### Task goal
Copy out all the entries below, word for word.

Stored data
══════

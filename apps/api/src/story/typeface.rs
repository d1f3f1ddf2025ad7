//! TrueType text measurement and drawing for story images.
//!
//! Text is measured and placed by its *ink box*: the union of the glyphs' pixel
//! bounding boxes. Whitespace therefore has no width of its own, and drawing at
//! `(x, y)` puts the top-left corner of the visible ink exactly on that point.

use std::path::Path;
use std::sync::Arc;

use image::{Rgba, RgbaImage};
use rusttype::{point, Font, PositionedGlyph, Rect, Scale};
use thiserror::Error;

use crate::layout::{TextExtent, TextMeasure};

#[derive(Debug, Error)]
pub enum FontError {
    #[error("Font file could not be read: {0}")]
    Io(#[from] std::io::Error),

    #[error("Font data is not a valid TrueType/OpenType font")]
    Parse,
}

/// Something that can both measure and paint a string in one font at one size.
pub trait TextRenderer: TextMeasure + Send + Sync {
    /// Draws `text` so that its ink box's top-left corner lands on `(x, y)`.
    /// Pixels outside the canvas are skipped.
    fn draw(&self, canvas: &mut RgbaImage, x: i32, y: i32, color: Rgba<u8>, text: &str);
}

/// Hands out renderers for a requested pixel size.
pub trait FaceSource: Send + Sync {
    fn face(&self, px: f32) -> Box<dyn TextRenderer>;
}

/// A parsed font, shared between requests.
#[derive(Clone)]
pub struct Typeface {
    font: Arc<Font<'static>>,
}

impl Typeface {
    pub fn load(path: &Path) -> Result<Self, FontError> {
        let bytes = std::fs::read(path)?;
        Self::from_bytes(bytes)
    }

    pub fn from_bytes(bytes: Vec<u8>) -> Result<Self, FontError> {
        let font = Font::try_from_vec(bytes).ok_or(FontError::Parse)?;
        Ok(Self {
            font: Arc::new(font),
        })
    }

    pub fn at_size(&self, px: f32) -> ScaledFace {
        ScaledFace {
            font: Arc::clone(&self.font),
            scale: Scale::uniform(px),
        }
    }
}

impl FaceSource for Typeface {
    fn face(&self, px: f32) -> Box<dyn TextRenderer> {
        Box::new(self.at_size(px))
    }
}

/// A [`Typeface`] fixed at one pixel size.
pub struct ScaledFace {
    font: Arc<Font<'static>>,
    scale: Scale,
}

impl ScaledFace {
    /// Lays the string out on a baseline one ascent below y = 0.
    fn layout(&self, text: &str) -> Vec<PositionedGlyph<'_>> {
        let v_metrics = self.font.v_metrics(self.scale);
        self.font
            .layout(text, self.scale, point(0.0, v_metrics.ascent))
            .collect()
    }
}

/// Union of the glyphs' pixel boxes; `None` when nothing is inked.
fn ink_box(glyphs: &[PositionedGlyph<'_>]) -> Option<Rect<i32>> {
    glyphs
        .iter()
        .filter_map(PositionedGlyph::pixel_bounding_box)
        .reduce(|acc, bb| Rect {
            min: point(acc.min.x.min(bb.min.x), acc.min.y.min(bb.min.y)),
            max: point(acc.max.x.max(bb.max.x), acc.max.y.max(bb.max.y)),
        })
}

impl TextMeasure for ScaledFace {
    fn measure(&self, text: &str) -> TextExtent {
        match ink_box(&self.layout(text)) {
            Some(bb) => TextExtent::new(bb.width(), bb.height()),
            None => TextExtent::default(),
        }
    }
}

impl TextRenderer for ScaledFace {
    fn draw(&self, canvas: &mut RgbaImage, x: i32, y: i32, color: Rgba<u8>, text: &str) {
        let glyphs = self.layout(text);
        let Some(ink) = ink_box(&glyphs) else {
            return;
        };
        let dx = x - ink.min.x;
        let dy = y - ink.min.y;

        for glyph in &glyphs {
            let Some(bb) = glyph.pixel_bounding_box() else {
                continue;
            };
            glyph.draw(|gx, gy, coverage| {
                let px = gx as i32 + bb.min.x + dx;
                let py = gy as i32 + bb.min.y + dy;
                blend_pixel(canvas, px, py, color, coverage);
            });
        }
    }
}

/// Alpha-blends `color` at `coverage` (0.0–1.0) over the canvas pixel.
pub(crate) fn blend_pixel(canvas: &mut RgbaImage, x: i32, y: i32, color: Rgba<u8>, coverage: f32) {
    if x < 0 || y < 0 {
        return;
    }
    let (x, y) = (x as u32, y as u32);
    if x >= canvas.width() || y >= canvas.height() {
        return;
    }
    let alpha = coverage.clamp(0.0, 1.0);
    if alpha <= 0.0 {
        return;
    }

    let dst = canvas.get_pixel_mut(x, y);
    let inv = 1.0 - alpha;
    for channel in 0..3 {
        dst.0[channel] = (color.0[channel] as f32 * alpha + dst.0[channel] as f32 * inv).round() as u8;
    }
    dst.0[3] = 255;
}

#[cfg(test)]
mod tests {
    use super::*;
    use std::io::Write;

    #[test]
    fn test_load_missing_file_is_io_error() {
        let err = Typeface::load(Path::new("/nonexistent/font.ttf")).err().unwrap();
        assert!(matches!(err, FontError::Io(_)));
    }

    #[test]
    fn test_load_garbage_is_parse_error() {
        let mut file = tempfile::NamedTempFile::new().unwrap();
        file.write_all(b"this is not a font").unwrap();
        let err = Typeface::load(file.path()).err().unwrap();
        assert!(matches!(err, FontError::Parse));
    }

    #[test]
    fn test_blend_full_coverage_replaces_colour() {
        let mut canvas = RgbaImage::from_pixel(2, 2, Rgba([0, 0, 0, 255]));
        blend_pixel(&mut canvas, 1, 1, Rgba([255, 255, 255, 255]), 1.0);
        assert_eq!(canvas.get_pixel(1, 1), &Rgba([255, 255, 255, 255]));
        assert_eq!(canvas.get_pixel(0, 0), &Rgba([0, 0, 0, 255]));
    }

    #[test]
    fn test_blend_half_coverage_mixes() {
        let mut canvas = RgbaImage::from_pixel(1, 1, Rgba([0, 0, 0, 255]));
        blend_pixel(&mut canvas, 0, 0, Rgba([200, 100, 50, 255]), 0.5);
        assert_eq!(canvas.get_pixel(0, 0), &Rgba([100, 50, 25, 255]));
    }

    #[test]
    fn test_blend_outside_canvas_is_ignored() {
        let mut canvas = RgbaImage::from_pixel(1, 1, Rgba([7, 7, 7, 255]));
        blend_pixel(&mut canvas, -1, 0, Rgba([255, 0, 0, 255]), 1.0);
        blend_pixel(&mut canvas, 0, 5, Rgba([255, 0, 0, 255]), 1.0);
        assert_eq!(canvas.get_pixel(0, 0), &Rgba([7, 7, 7, 255]));
    }
}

══════

### Problem solution
filename apps/api/src/story/typeface.rs
repository d1f3f1ddf2025ad7
//! TrueType text measurement and drawing for story images.
//!
//! Text is measured and placed by its *ink box*: the union of the glyphs' pixel
//! bounding boxes. Whitespace therefore has no width of its own, and drawing at
//! `(x, y)` puts the top-left corner of the visible ink exactly on that point.

use std::path::Path;
use std::sync::Arc;

use image::{Rgba, RgbaImage};
use rusttype::{point, Font, PositionedGlyph, Rect, Scale};
use thiserror::Error;

use crate::layout::{TextExtent, TextMeasure};

#[derive(Debug, Error)]
pub enum FontError {
    #[error("Font file could not be read: {0}")]
    Io(#[from] std::io::Error),

    #[error("Font data is not a valid TrueType/OpenType font")]
    Parse,
}

/// Something that can both measure and paint a string in one font at one size.
pub trait TextRenderer: TextMeasure + Send + Sync {
    /// Draws `text` so that its ink box's top-left corner lands on `(x, y)`.
    /// Pixels outside the canvas are skipped.
    fn draw(&self, canvas: &mut RgbaImage, x: i32, y: i32, color: Rgba<u8>, text: &str);
}

/// Hands out renderers for a requested pixel size.
pub trait FaceSource: Send + Sync {
    fn face(&self, px: f32) -> Box<dyn TextRenderer>;
}

/// A parsed font, shared between requests.
#[derive(Clone)]
pub struct Typeface {
    font: Arc<Font<'static>>,
}

impl Typeface {
    pub fn load(path: &Path) -> Result<Self, FontError> {
        let bytes = std::fs::read(path)?;
        Self::from_bytes(bytes)
    }

    pub fn from_bytes(bytes: Vec<u8>) -> Result<Self, FontError> {
        let font = Font::try_from_vec(bytes).ok_or(FontError::Parse)?;
        Ok(Self {
            font: Arc::new(font),
        })
    }

    pub fn at_size(&self, px: f32) -> ScaledFace {
        ScaledFace {
            font: Arc::clone(&self.font),
            scale: Scale::uniform(px),
        }
    }
}

impl FaceSource for Typeface {
    fn face(&self, px: f32) -> Box<dyn TextRenderer> {
        Box::new(self.at_size(px))
    }
}

/// A [`Typeface`] fixed at one pixel size.
pub struct ScaledFace {
    font: Arc<Font<'static>>,
    scale: Scale,
}

impl ScaledFace {
    /// Lays the string out on a baseline one ascent below y = 0.
    fn layout(&self, text: &str) -> Vec<PositionedGlyph<'_>> {
        let v_metrics = self.font.v_metrics(self.scale);
        self.font
            .layout(text, self.scale, point(0.0, v_metrics.ascent))
            .collect()
    }
}

/// Union of the glyphs' pixel boxes; `None` when nothing is inked.
fn ink_box(glyphs: &[PositionedGlyph<'_>]) -> Option<Rect<i32>> {
    glyphs
        .iter()
        .filter_map(PositionedGlyph::pixel_bounding_box)
        .reduce(|acc, bb| Rect {
            min: point(acc.min.x.min(bb.min.x), acc.min.y.min(bb.min.y)),
            max: point(acc.max.x.max(bb.max.x), acc.max.y.max(bb.max.y)),
        })
}

impl TextMeasure for ScaledFace {
    fn measure(&self, text: &str) -> TextExtent {
        match ink_box(&self.layout(text)) {
            Some(bb) => TextExtent::new(bb.width(), bb.height()),
            None => TextExtent::default(),
        }
    }
}

impl TextRenderer for ScaledFace {
    fn draw(&self, canvas: &mut RgbaImage, x: i32, y: i32, color: Rgba<u8>, text: &str) {
        let glyphs = self.layout(text);
        let Some(ink) = ink_box(&glyphs) else {
            return;
        };
        let dx = x - ink.min.x;
        let dy = y - ink.min.y;

        for glyph in &glyphs {
            let Some(bb) = glyph.pixel_bounding_box() else {
                continue;
            };
            glyph.draw(|gx, gy, coverage| {
                let px = gx as i32 + bb.min.x + dx;
                let py = gy as i32 + bb.min.y + dy;
                blend_pixel(canvas, px, py, color, coverage);
            });
        }
    }
}

/// Alpha-blends `color` at `coverage` (0.0–1.0) over the canvas pixel.
pub(crate) fn blend_pixel(canvas: &mut RgbaImage, x: i32, y: i32, color: Rgba<u8>, coverage: f32) {
    if x < 0 || y < 0 {
        return;
    }
    let (x, y) = (x as u32, y as u32);
    if x >= canvas.width() || y >= canvas.height() {
        return;
    }
    let alpha = coverage.clamp(0.0, 1.0);
    if alpha <= 0.0 {
        return;
    }

    let dst = canvas.get_pixel_mut(x, y);
    let inv = 1.0 - alpha;
    for channel in 0..3 {
        dst.0[channel] = (color.0[channel] as f32 * alpha + dst.0[channel] as f32 * inv).round() as u8;
    }
    dst.0[3] = 255;
}

#[cfg(test)]
mod tests {
    use super::*;
    use std::io::Write;

    #[test]
    fn test_load_missing_file_is_io_error() {
        let err = Typeface::load(Path::new("/nonexistent/font.ttf")).err().unwrap();
        assert!(matches!(err, FontError::Io(_)));
    }

    #[test]
    fn test_load_garbage_is_parse_error() {
        let mut file = tempfile::NamedTempFile::new().unwrap();
        file.write_all(b"this is not a font").unwrap();
        let err = Typeface::load(file.path()).err().unwrap();
        assert!(matches!(err, FontError::Parse));
    }

    #[test]
    fn test_blend_full_coverage_replaces_colour() {
        let mut canvas = RgbaImage::from_pixel(2, 2, Rgba([0, 0, 0, 255]));
        blend_pixel(&mut canvas, 1, 1, Rgba([255, 255, 255, 255]), 1.0);
        assert_eq!(canvas.get_pixel(1, 1), &Rgba([255, 255, 255, 255]));
        assert_eq!(canvas.get_pixel(0, 0), &Rgba([0, 0, 0, 255]));
    }

    #[test]
    fn test_blend_half_coverage_mixes() {
        let mut canvas = RgbaImage::from_pixel(1, 1, Rgba([0, 0, 0, 255]));
        blend_pixel(&mut canvas, 0, 0, Rgba([200, 100, 50, 255]), 0.5);
        assert_eq!(canvas.get_pixel(0, 0), &Rgba([100, 50, 25, 255]));
    }

    #[test]
    fn test_blend_outside_canvas_is_ignored() {
        let mut canvas = RgbaImage::from_pixel(1, 1, Rgba([7, 7, 7, 255]));
        blend_pixel(&mut canvas, -1, 0, Rgba([255, 0, 0, 255]), 1.0);
        blend_pixel(&mut canvas, 0, 5, Rgba([255, 0, 0, 255]), 1.0);
        assert_eq!(canvas.get_pixel(0, 0), &Rgba([7, 7, 7, 255]));
    }
}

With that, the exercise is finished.